Expulsou-me e disse que eu era, unicamente, o Espírito do mal.

Ah! Detesto lembrar a horrível mãe que eu tinha…

Não me faleis de mães, não me faleis de amor, sou apenas um monstro sofredor…

Inda assim – disse a Dama docemente…

– Por mais que me recuses, não me altero. Amo-te filho meu! Amo-te e quero ver-te, de novo, a vida, maravilhosamente revestida de paz e luz, de fé e elevação…

Virás comigo à Terra, perderás, pouco a pouco, o ânimo violento e terás o coração nas águas de bendito esquecimento… Numa nova existência de esperança, levar-te-ei comigo a sereno abrigo…
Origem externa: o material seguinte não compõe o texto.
impl Governance {
    /// Start a new service whose founders are immediately Active
    pub fn genesis(
        config: &ConsortiumConfig,
        founders: Vec<MemberInfo>,
    ) -> Result<(Self, Vec<MemberId>)> {
        let threshold = config.recovery.default_threshold;
        Self::bootstrap(config, founders, ServiceStatus::Opening, threshold)
    }

    /// Restart from a ledger whose secret is lost.
    ///
    /// `members` are the Active members recorded in the ledger and
    /// `recovery_threshold` the threshold in force when it was written.
    pub fn recovering(
        config: &ConsortiumConfig,
        members: Vec<MemberInfo>,
        recovery_threshold: usize,
    ) -> Result<(Self, Vec<MemberId>)> {
        Self::bootstrap(
            config,
            members,
            ServiceStatus::WaitingForRecovery,
            recovery_threshold,
        )
    }

    fn bootstrap(
        config: &ConsortiumConfig,
        members: Vec<MemberInfo>,
        status: ServiceStatus,
        recovery_threshold: usize,
    ) -> Result<(Self, Vec<MemberId>)> {
        if members.is_empty() {
            return Err(ConsortiumError::invalid("at least one member is required"));
        }
        if recovery_threshold == 0 || recovery_threshold > members.len() {
            return Err(ConsortiumError::invalid(format!(
                "recovery threshold {recovery_threshold} must be between 1 and {}",
                members.len()
            )));
        }

        let mut directory = MemberDirectory::new();
        let ids = members
            .into_iter()
            .map(|info| directory.register_founder(info))
            .collect::<Result<Vec<_>>>()?;

        let governance = Self {
            config: config.governance.clone(),
            directory,
            registry: ProposalRegistry::new(),
            nodes: NodeTable::new(),
            service: ServiceState::new(status, recovery_threshold),
        };
        info!(members = ids.len(), ?status, recovery_threshold, "governance initialised");
        Ok((governance, ids))
    }

    /// Member directory
    pub fn directory(&self) -> &MemberDirectory {
        &self.directory
    }

    /// Proposal registry
    pub fn registry(&self) -> &ProposalRegistry {
        &self.registry
    }

    /// Node table
    pub fn nodes(&self) -> &NodeTable {
        &self.nodes
    }

    /// Service state
    pub fn service(&self) -> &ServiceState {
        &self.service
    }

    /// Current root digest
    pub fn root_digest(&self) -> StateDigest {
        self.directory.root_digest()
    }

    /// Snapshot of the Active members
    pub fn active_members(&self) -> ActiveSet {
        self.directory.active_members()
    }

    /// Look up a member
    pub fn member(&self, id: &MemberId) -> Result<&Member> {
        self.directory.member(id)
    }

    /// Progress of a proposal against the current Active set
    pub fn proposal_summary(&self, id: &ProposalId) -> Result<ProposalSummary> {
        self.registry.summary(id, &self.active_members())
    }

    /// Record a joining node as `Pending`
    pub fn add_node(&mut self, node: NodeId) -> Result<()> {
        self.nodes.add_pending(node)?;
        self.directory
            .advance_root(format!("node-joined:{node}").as_bytes());
        Ok(())
    }

    /// Submit a proposal; enacts immediately if it already has quorum
    pub fn submit_proposal(
        &mut self,
        proposer: MemberId,
        action: ProposalAction,
        now: PhysicalTime,
    ) -> Result<ProposalUpdate> {
        let active = self.active_members();
        let (id, tally) = self.registry.submit(
            proposer,
            action,
            &active,
            now,
            self.config.proposer_votes_on_submit,
        )?;
        self.directory
            .advance_root(format!("proposal-submitted:{id}:{proposer}").as_bytes());
        self.resolve(id, tally)
    }

    /// Record a ballot; enacts if it completes the quorum
    pub fn vote(
        &mut self,
        id: ProposalId,
        member: MemberId,
        ballot: Ballot,
        signed: bool,
    ) -> Result<ProposalUpdate> {
        let active = self.active_members();
        let tally = self.registry.vote(id, member, ballot, signed, &active)?;
        self.directory
            .advance_root(format!("vote:{id}:{member}:{ballot:?}").as_bytes());
        self.resolve(id, tally)
    }

    /// Withdraw an open proposal
    pub fn withdraw(&mut self, id: ProposalId, member: MemberId) -> Result<ProposalSummary> {
        self.registry.withdraw(id, member)?;
        self.directory
            .advance_root(format!("proposal-withdrawn:{id}").as_bytes());
        self.proposal_summary(&id)
    }

    /// Re-evaluate an open proposal against the current Active set
    pub fn complete(&mut self, id: ProposalId) -> Result<ProposalUpdate> {
        let active = self.active_members();
        let tally = self.registry.complete(id, &active)?;
        self.resolve(id, tally)
    }

    /// Digest `member` must acknowledge to activate
    pub fn update_ack_state_digest(&mut self, member: MemberId) -> Result<StateDigest> {
        self.directory.update_ack_state_digest(member)
    }

    /// Acknowledge `digest` on behalf of `member`
    pub fn activate_member(&mut self, member: MemberId, digest: StateDigest) -> Result<()> {
        self.directory.activate(member, digest)
    }

    /// Mark the recovery of `epoch` as complete and open the service
    pub fn recovery_completed(&mut self, epoch: u64) -> Result<()> {
        self.check_recovery_epoch(epoch)?;
        self.service.status = ServiceStatus::Open;
        self.service.shares_epoch += 1;
        self.directory
            .advance_root(format!("recovery-completed:{epoch}").as_bytes());
        info!(epoch, "service recovered and open");
        Ok(())
    }

    /// Return to `WaitingForRecovery` after the recovery of `epoch` failed
    pub fn recovery_failed(&mut self, epoch: u64) -> Result<()> {
        self.check_recovery_epoch(epoch)?;
        self.service.status = ServiceStatus::WaitingForRecovery;
        self.directory
            .advance_root(format!("recovery-failed:{epoch}").as_bytes());
        Ok(())
    }

    fn check_recovery_epoch(&self, epoch: u64) -> Result<()> {
        if self.service.status != ServiceStatus::WaitingForRecoveryShares {
            return Err(ConsortiumError::state_conflict(format!(
                "service is {:?}, not collecting recovery shares",
                self.service.status
            )));
        }
        if self.service.recovery_epoch != epoch {
            return Err(ConsortiumError::state_conflict(format!(
                "recovery epoch {epoch} is not current ({})",
                self.service.recovery_epoch
            )));
        }
        Ok(())
    }

    fn resolve(&mut self, id: ProposalId, tally: Tally) -> Result<ProposalUpdate> {
        let recovery = match tally {
            Tally::Passed => {
                let outcome = self.enact(id);
                let grant = outcome.as_ref().ok().cloned().flatten();
                self.registry
                    .finalize(id, outcome.map(|_| ()).map_err(|e| e.to_string()));
                grant
            }
            Tally::Rejected | Tally::Open { .. } => None,
        };

        let summary = self.proposal_summary(&id)?;
        if summary.state != ProposalState::Open {
            self.directory
                .advance_root(format!("proposal-{}:{id}", summary.state).as_bytes());
        }
        Ok(ProposalUpdate { summary, recovery })
    }

    /// Apply a passed proposal. Every arm checks before it mutates.
    fn enact(&mut self, id: ProposalId) -> Result<Option<RecoveryGrant>> {
        let action = self.registry.proposal(&id)?.action.clone();
        let enactment = Enactment::new(id, action.clone());
        debug!(proposal_id = %id, action = %action, "enacting proposal");

        match action {
            ProposalAction::AddMember {
                public_key,
                encryption_key,
                member_data,
            } => {
                self.directory.register(MemberInfo {
                    public_key,
                    encryption_key,
                    member_data,
                })?;
            }
            ProposalAction::RetireMember { member } => {
                let record = self.directory.member(&member)?;
                if record.status == MemberStatus::Active {
                    let remaining = self.active_members().len() - 1;
                    if remaining == 0 {
                        return Err(ConsortiumError::state_conflict(
                            "cannot retire the last active member",
                        ));
                    }
                    if remaining < self.service.recovery_threshold {
                        return Err(ConsortiumError::state_conflict(format!(
                            "retiring {member} leaves {remaining} active members, below recovery threshold {}",
                            self.service.recovery_threshold
                        )));
                    }
                }
                self.directory.retire(member, &enactment)?;
                self.registry.drop_proposals_by(member);
            }
            ProposalAction::SetMemberData {
                member,
                member_data,
            } => {
                self.directory.set_member_data(member, member_data)?;
            }
            ProposalAction::AddUser {
                user_key,
                user_data,
            } => {
                if self.service.users.contains_key(&user_key) {
                    return Err(ConsortiumError::invalid(format!(
                        "user {user_key} already exists"
                    )));
                }
                self.service.users.insert(user_key, user_data);
            }
            ProposalAction::TrustNode { node } => {
                self.nodes.check_trust(&node)?;
                self.nodes.set(node, NodeStatus::Trusted);
            }
            ProposalAction::RetireNode { node } => {
                self.nodes.check_retire(&node)?;
                self.nodes.set(node, NodeStatus::Retired);
            }
            ProposalAction::NewCode { code_digest } => {
                if !self.service.code_ids.insert(code_digest.to_lowercase()) {
                    return Err(ConsortiumError::invalid(format!(
                        "code {code_digest} is already accepted"
                    )));
                }
            }
            ProposalAction::SetRecoveryThreshold { threshold } => {
                self.check_not_recovering("change the recovery threshold")?;
                let active = self.active_members().len();
                if threshold > active {
                    return Err(ConsortiumError::invalid(format!(
                        "recovery threshold {threshold} exceeds {active} active members"
                    )));
                }
                self.service.recovery_threshold = threshold;
                self.service.shares_epoch += 1;
            }
            ProposalAction::UpdateRecoveryShares => {
                self.check_not_recovering("re-issue recovery shares")?;
                self.service.shares_epoch += 1;
            }
            ProposalAction::Rekey => {
                self.check_not_recovering("rekey")?;
                self.service.ledger_secret_epoch += 1;
                self.service.shares_epoch += 1;
            }
            ProposalAction::SetApp { bundle } => {
                self.service.app = Some(bundle);
            }
            ProposalAction::OpenNetwork => {
                if self.service.status != ServiceStatus::Opening {
                    return Err(ConsortiumError::state_conflict(format!(
                        "service is {:?}, not opening",
                        self.service.status
                    )));
                }
                self.service.status = ServiceStatus::Open;
            }
            ProposalAction::AcceptRecovery => {
                if self.service.status != ServiceStatus::WaitingForRecovery {
                    return Err(ConsortiumError::state_conflict(format!(
                        "service is {:?}, not waiting for recovery",
                        self.service.status
                    )));
                }
                self.service.status = ServiceStatus::WaitingForRecoveryShares;
                self.service.recovery_epoch += 1;
                let grant = RecoveryGrant {
                    proposal: id,
                    epoch: self.service.recovery_epoch,
                    threshold: self.service.recovery_threshold,
                };
                info!(proposal_id = %id, epoch = grant.epoch, threshold = grant.threshold, "recovery accepted");
                return Ok(Some(grant));
            }
        }
        Ok(None)
    }

    fn check_not_recovering(&self, what: &str) -> Result<()> {
        if self.service.is_recovering() {
            return Err(ConsortiumError::state_conflict(format!(
                "cannot {what} while the service is recovering"
            )));
        }
        Ok(())
    }
}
Dar-te-ei outra mãe! Pensa e descansa!

E Judas, nesse instante, como quem esquecesse a própria dor gigante, perguntou:

– Quem sois vós, que me falais assim, sabendo-me traidor?

– Sois divina mulher, irradiando amor ou anjo celestial de quem pressinto a luz?!…

No entanto, Ela a fitá-lo, frente a frente, respondeu simplesmente:

– Meu filho, eu sou Maria, sou a Mãe de Jesus.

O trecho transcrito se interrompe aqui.